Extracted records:
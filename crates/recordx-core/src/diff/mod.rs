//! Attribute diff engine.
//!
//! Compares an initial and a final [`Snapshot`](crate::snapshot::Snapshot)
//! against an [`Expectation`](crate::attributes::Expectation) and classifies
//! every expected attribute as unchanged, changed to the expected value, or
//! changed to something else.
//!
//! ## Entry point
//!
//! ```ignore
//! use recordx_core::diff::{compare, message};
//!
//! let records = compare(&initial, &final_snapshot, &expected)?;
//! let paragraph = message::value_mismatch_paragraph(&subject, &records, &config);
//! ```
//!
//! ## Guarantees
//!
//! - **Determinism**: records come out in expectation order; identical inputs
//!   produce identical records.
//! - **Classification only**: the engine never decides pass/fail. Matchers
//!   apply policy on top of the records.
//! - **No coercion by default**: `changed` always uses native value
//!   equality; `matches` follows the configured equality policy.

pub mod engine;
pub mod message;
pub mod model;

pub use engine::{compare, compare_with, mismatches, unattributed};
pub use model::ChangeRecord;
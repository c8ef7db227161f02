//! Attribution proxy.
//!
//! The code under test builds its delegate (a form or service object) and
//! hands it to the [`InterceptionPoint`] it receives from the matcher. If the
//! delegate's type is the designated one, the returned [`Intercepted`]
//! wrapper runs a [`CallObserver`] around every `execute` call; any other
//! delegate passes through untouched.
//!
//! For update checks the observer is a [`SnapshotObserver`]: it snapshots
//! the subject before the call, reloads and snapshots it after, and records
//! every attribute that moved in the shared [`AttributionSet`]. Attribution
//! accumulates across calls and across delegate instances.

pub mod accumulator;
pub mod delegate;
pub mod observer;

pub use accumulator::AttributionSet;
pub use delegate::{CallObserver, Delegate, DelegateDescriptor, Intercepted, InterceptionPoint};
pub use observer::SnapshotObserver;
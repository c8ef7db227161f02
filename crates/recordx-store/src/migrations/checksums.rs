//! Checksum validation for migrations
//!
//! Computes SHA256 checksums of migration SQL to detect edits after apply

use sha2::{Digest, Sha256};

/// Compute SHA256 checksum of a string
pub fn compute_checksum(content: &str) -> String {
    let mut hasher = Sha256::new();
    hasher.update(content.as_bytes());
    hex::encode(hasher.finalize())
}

Task brief: Only a number is wanted: how many lines above include "engine"?

Answer to the exercise: 4